El 13 de septiembre de 1940, en Buenos Aires, la tarde estaba lluviosa y la guerra europea tan lejos que se podría haber creído que todavía eran tiempos de paz. La avenida de Mayo, esa gran arteria bordeada de edificios Art Nouveau que separa la Casa de Gobierno del Congreso, estaba casi vacía; solo algunos hombres apurados, que salían de sus oficinas céntricas con un diario sobre la cabeza para conjurar las gotas, corrían bajo la lluvia buscando un colectivo o un taxi para volver a casa. Entre esos transeúntes furtivos, un hombre de 38 años, Vicente Rosenberg, protegido por su sombrero, avanzaba con paso calmo pero indeciso hacia la puerta del Tortoni, un café de moda donde era posible, en esos tiempos, cruzarse con Jorge Luis Borges y las glorias del tango o con refugiados europeos como Ortega y Gasset, Roger Caillois o Arthur Rubinstein. Vicente era un joven judío. O un joven polaco. O un joven argentino. De hecho, el 13 de septiembre de 1940, Vicente Rosenberg no sabía exactamente qué era. Al entrar al café no había tardado en ver, en una de esas mesitas pegadas a la pared frente a la barra, la silueta maciza de Ariel Edelsohn, su mejor amigo. Con los codos y un café sobre el mármol de la mesa, Ariel esperaba a Vicente leyendo el diario no muy lejos de los billares de la sala trasera. A su lado, mirando hacia el fondo del local para vigilar las carambolas, nervioso como siempre, estaba Sammy Grunfeld, un joven que solía unírseles. Tras darles la mano, Vicente sacudió su abrigo para aliviarlo de las últimas gotas que trataban de empapar la gabardina espesa y se sentó junto a sus amigos, estirando el cuello para leer los títulos de los diarios: en Europa, los nazis empezaban a encerrar a los judíos en guetos. Ariel, que sus amigos argentinos llamaban «el Oso», dobló el diario con un suspiro hondo.

—Los judíos me rompen las pelotas. Siempre me rompieron las pelotas. Cuando me di cuenta de que mi madre se iba a volver tan judía e hinchapelotas como la suya, entonces decidí irme.

—Comparada con la mía, tu madre no es tan hinchapelotas —le había contestado Sammy, siempre con la mirada en los billares.

Incómodo, Ariel miró a Vicente pero, como le pareció que pensaba en otra cosa, siguió hablando con Sammy, que ya casi les daba la espalda.

—Lo peor es que cuando ella tenía veinte años su único sueño era dejar el shtetl para ir a vivir a la ciudad.
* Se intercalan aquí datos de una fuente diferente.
//! Database queries for game loading, move record storage and job progress

use std::future::Future;
use std::time::Duration;

use chess_core::positions::side_token;
use sqlx::postgres::{PgPool, PgPoolOptions};
use tracing::{debug, warn};

use crate::analysis::Category;
use crate::error::WorkerError;
use crate::models::{EngineSettings, JobProgress, MoveRecord, StoredGame};

/// Persistence boundary of the pipeline. Both writes are idempotent so a
/// redelivered batch can be processed again safely.
pub trait AnalysisStore: Send + Sync {
    /// The owner's games, most recent first.
    fn load_games(
        &self,
        owner: &str,
        limit: u32,
        offset: u64,
    ) -> impl Future<Output = Result<Vec<StoredGame>, WorkerError>> + Send;

    /// Insert a game's move records; rows already present for
    /// (game_id, ply) are left untouched.
    fn upsert_move_records(
        &self,
        game_id: i64,
        records: &[MoveRecord],
        settings: &EngineSettings,
    ) -> impl Future<Output = Result<(), WorkerError>> + Send;

    /// Count a finished batch at most once per (job_id, batch_index).
    /// Returns `None` if the job does not exist.
    fn upsert_job_progress(
        &self,
        job_id: &str,
        batch_index: u32,
    ) -> impl Future<Output = Result<Option<JobProgress>, WorkerError>> + Send;
}

pub async fn create_pool(database_url: &str, max_connections: u32) -> Result<PgPool, sqlx::Error> {
    PgPoolOptions::new()
        .max_connections(max_connections)
        .acquire_timeout(Duration::from_secs(10))
        .idle_timeout(Duration::from_secs(300))
        .connect(database_url)
        .await
}

/// Create the tables this worker reads and writes, if missing.
pub async fn run_migrations(pool: &PgPool) -> Result<(), sqlx::Error> {
    sqlx::raw_sql(SCHEMA_SQL).execute(pool).await?;
    Ok(())
}

const SCHEMA_SQL: &str = r#"
-- Imported games
CREATE TABLE IF NOT EXISTS games (
    id          BIGSERIAL PRIMARY KEY,
    username    TEXT NOT NULL,
    url         TEXT NOT NULL,
    when_unix   BIGINT NOT NULL,
    color       TEXT NOT NULL,
    opponent    TEXT NOT NULL,
    pgn         TEXT NOT NULL,
    UNIQUE (username, url)
);

CREATE INDEX IF NOT EXISTS idx_games_username_when
    ON games (username, when_unix DESC);

-- Per-move analysis, one row per half-move
CREATE TABLE IF NOT EXISTS moves (
    game_id               BIGINT NOT NULL REFERENCES games(id) ON DELETE CASCADE,
    ply                   INTEGER NOT NULL,
    move_number           INTEGER NOT NULL,
    fen_before            TEXT NOT NULL,
    fen_after             TEXT,
    move_uci              TEXT NOT NULL,
    move_san              TEXT NOT NULL,
    color                 CHAR(1) NOT NULL,
    eval_depth            INTEGER,
    eval_time             INTEGER,
    eval_before_cp        INTEGER,
    eval_after_cp         INTEGER,
    eval_before_mate      INTEGER,
    eval_after_mate       INTEGER,
    centipawn_loss        INTEGER NOT NULL,
    best_move_uci         TEXT,
    classification        TEXT NOT NULL,
    is_suboptimal         BOOLEAN NOT NULL,
    is_inaccuracy         BOOLEAN NOT NULL,
    is_mistake            BOOLEAN NOT NULL,
    is_blunder            BOOLEAN NOT NULL,
    normalized_fen_before TEXT NOT NULL,
    played_by             TEXT NOT NULL,
    created_at            TIMESTAMPTZ NOT NULL DEFAULT NOW(),
    PRIMARY KEY (game_id, ply)
);

CREATE INDEX IF NOT EXISTS idx_moves_normalized_fen
    ON moves (normalized_fen_before);

-- Analysis jobs and their batch counters
CREATE TABLE IF NOT EXISTS jobs (
    id                TEXT PRIMARY KEY DEFAULT gen_random_uuid()::text,
    username          TEXT NOT NULL,
    total_games       INTEGER NOT NULL,
    batch_size        INTEGER NOT NULL,
    total_batches     INTEGER NOT NULL,
    completed_batches INTEGER NOT NULL DEFAULT 0,
    status            TEXT NOT NULL DEFAULT 'pending',
    created_at        TIMESTAMPTZ NOT NULL DEFAULT NOW(),
    updated_at        TIMESTAMPTZ NOT NULL DEFAULT NOW()
);

-- One row per counted batch; guards the counter against redelivery
CREATE TABLE IF NOT EXISTS job_batches (
    job_id       TEXT NOT NULL REFERENCES jobs(id) ON DELETE CASCADE,
    batch_index  INTEGER NOT NULL,
    completed_at TIMESTAMPTZ NOT NULL DEFAULT NOW(),
    PRIMARY KEY (job_id, batch_index)
);
"#;

/// Postgres-backed store
#[derive(Clone)]
pub struct PgStore {
    pool: PgPool,
}

impl PgStore {
    pub fn new(pool: PgPool) -> Self {
        Self { pool }
    }
}

fn to_i32(value: u32, what: &str) -> Result<i32, WorkerError> {
    i32::try_from(value).map_err(|_| WorkerError::Parse(format!("{what} out of range: {value}")))
}

impl AnalysisStore for PgStore {
    async fn load_games(
        &self,
        owner: &str,
        limit: u32,
        offset: u64,
    ) -> Result<Vec<StoredGame>, WorkerError> {
        let offset = i64::try_from(offset)
            .map_err(|_| WorkerError::Parse(format!("offset out of range: {offset}")))?;

        let rows: Vec<(i64, String, i64, String, String, String)> = sqlx::query_as(
            r#"SELECT id, url, when_unix, color, opponent, pgn
            FROM games
            WHERE username = $1
            ORDER BY when_unix DESC, id DESC
            LIMIT $2
            OFFSET $3"#,
        )
        .bind(owner)
        .bind(i64::from(limit))
        .bind(offset)
        .fetch_all(&self.pool)
        .await?;

        Ok(rows
            .into_iter()
            .map(|(id, url, played_at, color, opponent, pgn)| StoredGame {
                id,
                url,
                played_at,
                color,
                opponent,
                pgn,
            })
            .collect())
    }

    async fn upsert_move_records(
        &self,
        game_id: i64,
        records: &[MoveRecord],
        settings: &EngineSettings,
    ) -> Result<(), WorkerError> {
        let depth = to_i32(settings.depth, "engine depth")?;
        let move_time = to_i32(settings.move_time_ms, "engine move time")?;

        let mut tx = self.pool.begin().await?;
        let mut inserted = 0u64;

        for record in records {
            let category = record.classification.category;
            let loss = i32::try_from(record.classification.loss).unwrap_or(i32::MAX);

            inserted += sqlx::query(
                r#"INSERT INTO moves (
                    game_id, ply, move_number, fen_before, fen_after,
                    move_uci, move_san, color,
                    eval_depth, eval_time,
                    eval_before_cp, eval_after_cp, eval_before_mate, eval_after_mate,
                    centipawn_loss, best_move_uci, classification,
                    is_suboptimal, is_inaccuracy, is_mistake, is_blunder,
                    normalized_fen_before, played_by
                ) VALUES ($1, $2, $3, $4, $5, $6, $7, $8, $9, $10, $11, $12, $13, $14,
                          $15, $16, $17, $18, $19, $20, $21, $22, $23)
                ON CONFLICT (game_id, ply) DO NOTHING"#,
            )
            .bind(game_id)
            .bind(to_i32(record.ply, "ply")?)
            .bind(to_i32(record.move_number, "move number")?)
            .bind(&record.position_before.fen)
            .bind(record.position_after.as_ref().map(|p| p.fen.as_str()))
            .bind(&record.move_uci)
            .bind(&record.move_san)
            .bind(side_token(record.side_to_move))
            .bind(settings.use_depth.then_some(depth))
            .bind((!settings.use_depth).then_some(move_time))
            .bind(record.eval_before.centipawns())
            .bind(record.eval_after.centipawns())
            .bind(record.eval_before.mate())
            .bind(record.eval_after.mate())
            .bind(loss)
            .bind(record.eval_before.best_move.as_deref())
            .bind(category.as_str())
            .bind(category == Category::Suboptimal)
            .bind(category == Category::Inaccuracy)
            .bind(category == Category::Mistake)
            .bind(category == Category::Blunder)
            .bind(record.position_before.normalized_fen())
            .bind(&record.played_by)
            .execute(&mut *tx)
            .await?
            .rows_affected();
        }

        tx.commit().await?;
        debug!(game_id, records = records.len(), inserted, "Saved move records");
        Ok(())
    }

    async fn upsert_job_progress(
        &self,
        job_id: &str,
        batch_index: u32,
    ) -> Result<Option<JobProgress>, WorkerError> {
        let mut tx = self.pool.begin().await?;

        let current: Option<(i32, i32, String)> = sqlx::query_as(
            "SELECT completed_batches, total_batches, status FROM jobs WHERE id = $1 FOR UPDATE",
        )
        .bind(job_id)
        .fetch_optional(&mut *tx)
        .await?;

        let Some(current) = current else {
            warn!(job_id, "No job row found, progress not recorded");
            return Ok(None);
        };

        let counted = sqlx::query(
            "INSERT INTO job_batches (job_id, batch_index) VALUES ($1, $2) ON CONFLICT DO NOTHING",
        )
        .bind(job_id)
        .bind(to_i32(batch_index, "batch index")?)
        .execute(&mut *tx)
        .await?
        .rows_affected()
            == 1;

        let (completed, total, status) = if counted {
            sqlx::query_as(
                r#"UPDATE jobs
                SET
                    completed_batches = LEAST(completed_batches + 1, total_batches),
                    status = CASE
                        WHEN completed_batches + 1 >= total_batches THEN 'completed'
                        ELSE 'running'
                    END,
                    updated_at = NOW()
                WHERE id = $1
                RETURNING completed_batches, total_batches, status"#,
            )
            .bind(job_id)
            .fetch_one(&mut *tx)
            .await?
        } else {
            current
        };

        tx.commit().await?;

        Ok(Some(JobProgress {
            completed_batches: completed.max(0) as u32,
            total_batches: total.max(0) as u32,
            status: status.parse()?,
            counted,
        }))
    }
}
Mi abuela ya le parecía una hinchapelotas por las mismas razones por las que ella me lo parece a mí.

—Y sin embargo, hinchapelotas o no, la hiciste cruzar el Atlántico para tenerla con vos.

—Sí… hasta las peores cosas las podemos extrañar.

Divertido por el tono solemne de Ariel, Sammy soltó una carcajada breve y ruidosa como un chasquido de dedos. Por su parte, un poco hosco, Vicente callaba. Hacía meses que no tenía ninguna gana de conversar sobre lo que pasaba en Europa.

—¿Qué te pasa, Wincenty? ¿El buen tiempo te pone de mal humor?

Vicente miró a Ariel con una sonrisa casi triste: de todas las personas que veía en Buenos Aires, Ariel, al que había conocido en Varsovia cuando tenían dieciocho años y acababan de enrolarse en el ejército, era el único que todavía lo llamaba Wincenty.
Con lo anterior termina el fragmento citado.